The processing of tungsten-based alloys requires a different approach than that used for other metals. Tungsten alloys have much higher melting temperatures and higher shrinkage rates than many other metals as a result of their high atomic masses. This often creates process-specific considerations when designing tungsten alloy components such as designing for optimal shrinkage control and surface finish. Optimization of the processing parameters is required to ensure that components are produced to meet necessary performance and dimensional criteria.

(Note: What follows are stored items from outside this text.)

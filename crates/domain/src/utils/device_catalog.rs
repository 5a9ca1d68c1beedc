//! Phone and ATA item numbers with the names shown on the order sheet

/// `(item number, display name)` for every device tracked by item number.
pub const DEVICE_CATALOG: &[(&str, &str)] = &[
    ("HT812", "HT812 ATA"),
    ("HT814", "HT814 ATA"),
    ("HT818", "HT818 ATA"),
    ("2200-49530-001", "OBi300"),
    ("2200-49532-001", "OBi302"),
    ("2200-49550-001", "OBi504"),
    ("2200-49552-001", "OBi508"),
    ("2200-49235-001", "D230"),
    ("2200-49230-001", "D230 IP Base Kit"),
    ("GRP2614", "GRP2614 - VoIP phone"),
    ("GRP2615", "GRP2615 - VoIP phone"),
    ("GRP2616", "GRP2616 - VoIP phone"),
    ("2200-66800-001", "IP 8300"),
    ("2200-66700-001", "IP 8500"),
    ("2200-66070-001", "IP 8800"),
    ("KX-TGP600G", "KX Base"),
    ("KX-TGP600", "KX Bundle"),
    ("KX-TPA65", "KX Desktop"),
    ("KX-TPA60", "KX Handset"),
    ("KX-UDT131", "KX Rugged"),
    ("KX-UDT121", "KX Slim"),
    ("KX-TGC352B", "KX-TGC352B"),
    ("2200-86240-019", "Trio C60"),
    ("2200-18061-025", "VVX 1500"),
    ("2200-48820-001", "VVX 250"),
    ("2200-46135-001", "VVX 300"),
    ("2200-46135-025", "VVX 300"),
    ("2200-48300-001", "VVX 301"),
    ("2200-48300-025", "VVX 301"),
    ("2200-46161-025", "VVX 310"),
    ("2200-48350-001", "VVX 311"),
    ("2200-48350-025", "VVX 311"),
    ("G2200-48350-025", "VVX 311/TAA"),
    ("2200-48830-001", "VVX 350"),
    ("2200-46157-001", "VVX 400"),
    ("2200-46157-025", "VVX 400"),
    ("2200-46157-025-VQMON", "VVX 400"),
    ("2200-48400-001", "VVX 401"),
    ("2200-48400-025", "VVX 401"),
    ("2200-46162-025", "VVX 410"),
    ("2200-48450-001", "VVX 411"),
    ("2200-48450-025", "VVX 411"),
    ("2200-48840-001", "VVX 450"),
    ("2200-48842-025", "VVX 450 OBI"),
    ("2200-44500-001", "VVX 500"),
    ("2200-44500-025", "VVX 500"),
    ("2200-48500-001", "VVX 501"),
    ("2200-48500-025", "VVX 501"),
    ("2200-44600-018", "VVX 600"),
    ("2200-44600-025", "VVX 600"),
    ("2200-48600-001", "VVX 601"),
    ("2200-48600-025", "VVX 601"),
    ("2200-48822-001", "VVX250 OBI"),
    ("2200-48832-001", "VVX350 OBI"),
    ("2200-48842-001", "VVX450 OBI"),
    ("2200-86850-001", "Rove 30"),
    ("2200-88080-001", "Rove 20"),
    ("2200-86810-001", "Rove 40"),
    ("WP820", "WP820 WiFi Phone"),
    ("8301", "Algo"),
    ("8180G2", "Algo 81"),
    ("SN5600/4B/EUI", "Patton 56"),
    ("SN5301/4B/EUI", "Patton 53"),
    ("SN5501/4B/EUI", "Patton 55"),
];

pub fn device_item_numbers() -> Vec<&'static str> {
    DEVICE_CATALOG.iter().map(|(item, _)| *item).collect()
}

/// Display name for an item, falling back to the item number itself.
pub fn device_display_name(item_number: &str) -> &str {
    DEVICE_CATALOG
        .iter()
        .find(|(item, _)| *item == item_number)
        .map_or(item_number, |(_, name)| *name)
}

/// 12 uppercase hexadecimal characters.
pub fn is_mac_address(serial: &str) -> bool {
    serial.len() == 12 && serial.bytes().all(|b| b.is_ascii_digit() || (b'A'..=b'F').contains(&b))
}
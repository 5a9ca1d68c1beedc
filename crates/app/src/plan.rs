//! Which jobs a run at a given instant should execute

use chrono::{DateTime, Utc};
use sheetsync_core::{
    tracking_label, Schedule, CLEAR_HELPERS_LABEL, SERIAL_NUMBER_LABEL, TICKET_DATA_LABEL,
};
use sheetsync_domain::{Result, SheetsConfig, TrackingSheetConfig};

#[derive(Debug, Clone, PartialEq, Eq)]
pub struct JobPlan {
    /// Serial number and ticket data jobs.
    pub main_jobs: bool,
    /// Helper sheets to empty; only ever set alongside the main jobs.
    pub helper_sheets: Vec<u64>,
    /// Tracking sheets due now, in configuration order.
    pub tracking: Vec<TrackingSheetConfig>,
}

impl JobPlan {
    pub fn for_time(
        schedule: &Schedule,
        sheets: &SheetsConfig,
        now: DateTime<Utc>,
    ) -> Result<Self> {
        let main_jobs = schedule.main_jobs_due(now);
        let helper_sheets = if main_jobs { sheets.helper_sheet_ids.clone() } else { Vec::new() };
        let tracking = schedule.tracking_due(now, &sheets.tracking)?.into_iter().cloned().collect();
        Ok(Self { main_jobs, helper_sheets, tracking })
    }

    pub fn is_empty(&self) -> bool {
        !self.main_jobs && self.tracking.is_empty()
    }

    /// Failure labels of the planned jobs, in run order.
    pub fn labels(&self) -> Vec<String> {
        let mut labels = Vec::new();
        if self.main_jobs {
            labels.push(SERIAL_NUMBER_LABEL.to_string());
            labels.push(TICKET_DATA_LABEL.to_string());
        }
        if !self.helper_sheets.is_empty() {
            labels.push(CLEAR_HELPERS_LABEL.to_string());
        }
        labels.extend(self.tracking.iter().map(tracking_label));
        labels
    }
}
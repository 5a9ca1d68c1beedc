//! HTTP client shared by the API adapters

pub mod client;

pub use client::{HttpClient, HttpClientBuilder};
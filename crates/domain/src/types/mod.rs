//! Domain types and models

pub mod carrier;
pub mod erp;
pub mod notification;
pub mod record;
pub mod sheet;
pub mod ticket;
pub mod ticketing;
pub mod tracking;
pub mod value;

pub use carrier::Carrier;
pub use erp::{normalize_queue, OrderSnapshot, SerialLine, SerialScope, ShipmentRecord};
pub use notification::Notification;
pub use record::{DesiredField, FieldPatch, Record};
pub use sheet::{Cell, CellUpdate, Column, ColumnMap, Row, RowUpdate, Sheet};
pub use ticket::{extract_ticket_numbers, normalize_ticket_number, TicketKey};
pub use ticketing::TicketDetails;
pub use tracking::TrackingReport;
pub use value::{CellValue, FieldValue};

Similar to many other metals, forming, casting, welding, and machining processes can be used to form tungsten alloys into their final shapes. Cold and hot rolling are common methods used to reduce tungsten alloy’s thickness. Tungsten alloys can also be formed into intricate shapes and sizes by cutting, drilling, sawing, and grinding. Working with tungsten alloys often includes the use of special cutting tools and fluids to reduce the cutting forces generated while machining.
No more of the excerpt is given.